> **WHAT IS REQUIRED**: For this exercise, print the records below verbatim.

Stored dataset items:
Segment Open

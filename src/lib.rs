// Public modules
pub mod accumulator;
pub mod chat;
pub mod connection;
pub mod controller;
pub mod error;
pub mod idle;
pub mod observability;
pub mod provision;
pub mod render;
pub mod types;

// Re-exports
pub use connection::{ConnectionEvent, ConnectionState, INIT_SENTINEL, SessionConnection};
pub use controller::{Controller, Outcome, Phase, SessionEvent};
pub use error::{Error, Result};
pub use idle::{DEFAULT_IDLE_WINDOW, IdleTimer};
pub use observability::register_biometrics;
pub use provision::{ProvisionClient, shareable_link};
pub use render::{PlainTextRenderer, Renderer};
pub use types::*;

Segment Closed

> **PROBLEM SOLUTION**:
filename src/lib.rs
// Public modules
pub mod accumulator;
pub mod chat;
pub mod connection;
pub mod controller;
pub mod error;
pub mod idle;
pub mod observability;
pub mod provision;
pub mod render;
pub mod types;

// Re-exports
pub use connection::{ConnectionEvent, ConnectionState, INIT_SENTINEL, SessionConnection};
pub use controller::{Controller, Outcome, Phase, SessionEvent};
pub use error::{Error, Result};
pub use idle::{DEFAULT_IDLE_WINDOW, IdleTimer};
pub use observability::register_biometrics;
pub use provision::{ProvisionClient, shareable_link};
pub use render::{PlainTextRenderer, Renderer};
pub use types::*;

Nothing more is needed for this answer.